9. Kapitel, 9. Dezember

Wir schreiben Montag, den neunten Dezember und es ist viel zutun. Doch zuerst überrascht mich Leano ein weiteres Mal mit einer Pfannkuchen-Kreation in der Küche und einem Kaffee.

Dieses Mal sind es drei Pfannkuchen übereinander aufgestapelt. Er hat dem Schneemann aus unseren verschiedenen Müslisorten, die wir für Jules daheim haben, ein Gesicht geformt.
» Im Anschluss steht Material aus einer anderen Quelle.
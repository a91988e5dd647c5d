//! Per-object sparse files with atomic staged commits (spec §4.2).
//!
//! Grounded on the teacher's blocking-I/O-inside-`spawn_blocking` style
//! (`fs/writeback_cache/wal.rs`) for the shape of the API, and on the
//! staging-file + rename + parent-dir-fsync commit pattern used by
//! `pbs-datastore::chunk_store::ChunkStore::insert_chunk` (`proxmox_sys::fs::replace_file`)
//! for `Container::close`.

use std::fs::{self, File, OpenOptions};
use std::os::unix::fs::FileExt;
use std::path::{Path, PathBuf};

use crate::error::{CacheError, CacheResult};
use crate::task::spawn_blocking_named;

/// Join `path` under `root`, rejecting any path that would escape it.
///
/// Shared with `ChunkProvider`, which has the same containment
/// requirement (spec §4.4: "must reject paths that... escape the root").
pub(crate) fn safe_join(root: &Path, path: &str) -> CacheResult<PathBuf> {
    if path.is_empty() {
        return Err(CacheError::Io(std::io::Error::other("empty path")));
    }
    let normalized = path.replace('\\', "/");
    let mut joined = root.to_path_buf();
    for component in normalized.split('/') {
        match component {
            "" | "." => continue,
            ".." => {
                return Err(CacheError::Io(std::io::Error::other(format!(
                    "path escapes cache root: {path}"
                ))));
            }
            part => joined.push(part),
        }
    }
    Ok(joined)
}

/// Owns the sparse files backing all `Container`s opened from it.
#[derive(Clone)]
pub struct ContainerStore {
    root: PathBuf,
}

impl ContainerStore {
    pub fn new(root: impl Into<PathBuf>) -> Self {
        Self { root: root.into() }
    }

    pub fn root(&self) -> &Path {
        &self.root
    }

    pub fn committed_path(&self, path: &str) -> CacheResult<PathBuf> {
        let objects = self.root.join("objects");
        safe_join(&objects, path)
    }

    /// Open (creating if needed) the container for `path`. The staging file
    /// starts as a byte-identical copy of any existing committed file.
    pub async fn open(&self, path: &str) -> CacheResult<Container> {
        let committed_path = self.committed_path(path)?;
        let staging_path = staging_path_for(&committed_path);

        spawn_blocking_named("container-open", move || -> CacheResult<Container> {
            if let Some(parent) = committed_path.parent() {
                fs::create_dir_all(parent)?;
            }

            if committed_path.exists() {
                fs::copy(&committed_path, &staging_path)?;
            } else {
                // Truncate in case a prior staging file was left behind by a
                // crash before close() renamed it away.
                File::create(&staging_path)?;
            }

            let file = OpenOptions::new()
                .read(true)
                .write(true)
                .open(&staging_path)?;

            Ok(Container {
                committed_path,
                staging_path,
                file,
            })
        })
        .await
        .map_err(|e| CacheError::Io(std::io::Error::other(e)))?
    }
}

fn staging_path_for(committed_path: &Path) -> PathBuf {
    let file_name = committed_path
        .file_name()
        .map(|n| n.to_string_lossy().into_owned())
        .unwrap_or_default();
    committed_path.with_file_name(format!("{file_name}.tmp-{}", std::process::id()))
}

/// A single object's sparse local file, mid-write. `close` commits it
/// atomically to its logical path.
pub struct Container {
    committed_path: PathBuf,
    staging_path: PathBuf,
    file: File,
}

impl Container {
    /// Positional write; grows the file sparsely. `FileExt::write_at`
    /// is a single `pwrite`, so concurrent calls on cloned handles would be
    /// safe, but callers are still expected to serialize writes to a given
    /// path via the manager's per-path lock (spec §5).
    pub async fn write_at(&self, buf: Vec<u8>, offset: u64) -> CacheResult<usize> {
        let file = self.file.try_clone()?;
        spawn_blocking_named("container-write-at", move || -> CacheResult<usize> {
            file.write_at(&buf, offset)?;
            Ok(buf.len())
        })
        .await
        .map_err(|e| CacheError::Io(std::io::Error::other(e)))?
    }

    /// Positional read. Returns fewer bytes than requested at EOF, matching
    /// `Read::read`'s short-read semantics rather than erroring.
    pub async fn read_at(&self, mut buf: Vec<u8>, offset: u64) -> CacheResult<Vec<u8>> {
        let file = self.file.try_clone()?;
        spawn_blocking_named("container-read-at", move || -> CacheResult<Vec<u8>> {
            let mut total = 0;
            loop {
                match file.read_at(&mut buf[total..], offset + total as u64) {
                    Ok(0) => break,
                    Ok(n) => total += n,
                    Err(e) if e.kind() == std::io::ErrorKind::Interrupted => continue,
                    Err(e) => return Err(CacheError::Io(e)),
                }
                if total == buf.len() {
                    break;
                }
            }
            buf.truncate(total);
            Ok(buf)
        })
        .await
        .map_err(|e| CacheError::Io(std::io::Error::other(e)))?
    }

    pub async fn truncate(&self, size: u64) -> CacheResult<()> {
        let file = self.file.try_clone()?;
        spawn_blocking_named("container-truncate", move || -> CacheResult<()> {
            file.set_len(size)?;
            Ok(())
        })
        .await
        .map_err(|e| CacheError::Io(std::io::Error::other(e)))?
    }

    pub async fn fsync(&self) -> CacheResult<()> {
        let file = self.file.try_clone()?;
        spawn_blocking_named("container-fsync", move || -> CacheResult<()> {
            file.sync_all()?;
            Ok(())
        })
        .await
        .map_err(|e| CacheError::Io(std::io::Error::other(e)))?
    }

    /// Fsync, then atomically rename the staging file onto the committed
    /// path, replacing any prior version, then fsync the parent directory so
    /// the rename itself is durable. Idempotent: calling twice is a no-op
    /// the second time since the staging file is already gone.
    pub async fn close(self) -> CacheResult<()> {
        let Container {
            committed_path,
            staging_path,
            file,
        } = self;
        spawn_blocking_named("container-close", move || -> CacheResult<()> {
            file.sync_all()?;
            if !staging_path.exists() {
                return Ok(());
            }
            fs::rename(&staging_path, &committed_path)?;
            if let Some(parent) = committed_path.parent() {
                let dir = File::open(parent)?;
                dir.sync_all()?;
            }
            Ok(())
        })
        .await
        .map_err(|e| CacheError::Io(std::io::Error::other(e)))?
    }
}

#[cfg(test)]
mod tests {
    use super::*;
    use tempfile::TempDir;

    #[tokio::test]
    async fn write_close_reopen_read_round_trips() {
        let dir = TempDir::new().unwrap();
        let store = ContainerStore::new(dir.path());

        let container = store.open("a/b.txt").await.unwrap();
        container
            .write_at(b"hello world".to_vec(), 0)
            .await
            .unwrap();
        container.fsync().await.unwrap();
        container.close().await.unwrap();

        let reopened = store.open("a/b.txt").await.unwrap();
        let bytes = reopened.read_at(vec![0u8; 5], 6).await.unwrap();
        assert_eq!(bytes, b"world");
    }

    #[tokio::test]
    async fn read_past_eof_is_short_not_error() {
        let dir = TempDir::new().unwrap();
        let store = ContainerStore::new(dir.path());
        let container = store.open("x").await.unwrap();
        container.write_at(b"abc".to_vec(), 0).await.unwrap();

        let bytes = container.read_at(vec![0u8; 10], 0).await.unwrap();
        assert_eq!(bytes, b"abc");
    }

    #[tokio::test]
    async fn close_is_idempotent_across_reopen() {
        let dir = TempDir::new().unwrap();
        let store = ContainerStore::new(dir.path());
        let container = store.open("x").await.unwrap();
        container.write_at(b"abc".to_vec(), 0).await.unwrap();
        container.close().await.unwrap();

        // Nothing left to rename; reopening and closing again must not error.
        let container = store.open("x").await.unwrap();
        container.close().await.unwrap();
    }

    #[tokio::test]
    async fn rejects_path_escaping_root() {
        let dir = TempDir::new().unwrap();
        let store = ContainerStore::new(dir.path());
        let err = store.open("../escape").await.unwrap_err();
        assert!(matches!(err, CacheError::Io(_)));
    }

    #[tokio::test]
    async fn uncommitted_write_does_not_touch_prior_version() {
        let dir = TempDir::new().unwrap();
        let store = ContainerStore::new(dir.path());

        let first = store.open("x").await.unwrap();
        first.write_at(b"version-1".to_vec(), 0).await.unwrap();
        first.close().await.unwrap();

        let second = store.open("x").await.unwrap();
        second.write_at(b"Y".to_vec(), 0).await.unwrap();
        // Drop without calling close(): committed content must be untouched.
        drop(second);

        let committed = fs::read(store.committed_path("x").unwrap()).unwrap();
        assert_eq!(committed, b"version-1");
    }
}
Zwei Augen aus großen Schokodrops, einen Mund aus kleinen Schokodrops und eine Nase aus einem Drop, den ich nicht identifizieren kann. Der Schneemann hat außerdem noch Knöpfe, ebenfalls aus Schokodrops und eine Mütze aus einer Erdbeere. Daran ist ein Bommel mit Schlagsahne befestigt, ebenso wie der Schneemann einen Sahneschal trägt.

"Ich liebe ihn"

"Aber dann kannst du ihn doch nicht töten" , sagt Leano theatralisch, als ich mit Messer und Gabel in den Schneemann piekst und etwas von ihm abschneide.

"Zu spät" , grinse ich. "Wie auch in den letzten Tagen köstlich. Ich kann es nicht fassen, dass du mir das Rezept nicht verraten willst. Du bist unglaublich.."

"Unglaublich talentiert?" , frage ich mit einem schelmischen Grinden im Gesicht. "Gutaussehend? Charmant? Schön? Ich kann so weitermachen"

"Gehen wir nach dem Frühstück ins Zimtschneckenküsse?" , fragt er mich grinsend,als wir gemeinsam essen.

"Wir können nicht direkt nach dem Frühstück schon wieder ins Café gehen. Wieso wirst du eigentlich nicht dick?" , frage ich. "Bei dem ganzen Gebäck, welches du inhalierst"

"Ich hab da so meine Methoden" , sagt er.

"Und die wären?" , frage ich.

"Staatsgeheimnis" , erwidert er. Jul hat er schon frühstück zubereitet, der ist schon in die Schule gegangen. Seitdem Leano da ist, hat Jul wieder viel mehr Routine in seinem Alltag, was ihm zu helfen scheint. Er scheint viel weniger die Schule zu schwänzen, soweit ich das beurteilen kann. Ich habe immerhin in den letzten Tagen keine Beschwerde mehr vom Direktor erhalten, was ich als ein gutes Zeichen sehe.

"Außerdem muss ich heute echt viel erledigen" , füge ich noch zu meiner Begründung hinzu, weshalb wir nicht schon wieder sofort das Café meiner Freunde aufsuchen können.

"Du hast es gestern versprochen" , sagt Leano schmollend und ich sehe momentan in ihm das kleine Kind.

"Ja, nachher. Am Nachmittag. Aber nicht direkt nach dem Frühstück. Deine Sucht ist echt nicht mehr normal"

"Hallo? Hast du das Gebäck der beiden probiert?" , fragt er und schaut mich mit aufgerissenen Augen an, als hätte ich einen Alien entführt.

"Ja, aber das Gebäck kann bis heute Nachmittag auf mich warten" , erkläre ich. "Oder du gehst eben alleine"

"Ich will nicht alleine gehen" , sagt er.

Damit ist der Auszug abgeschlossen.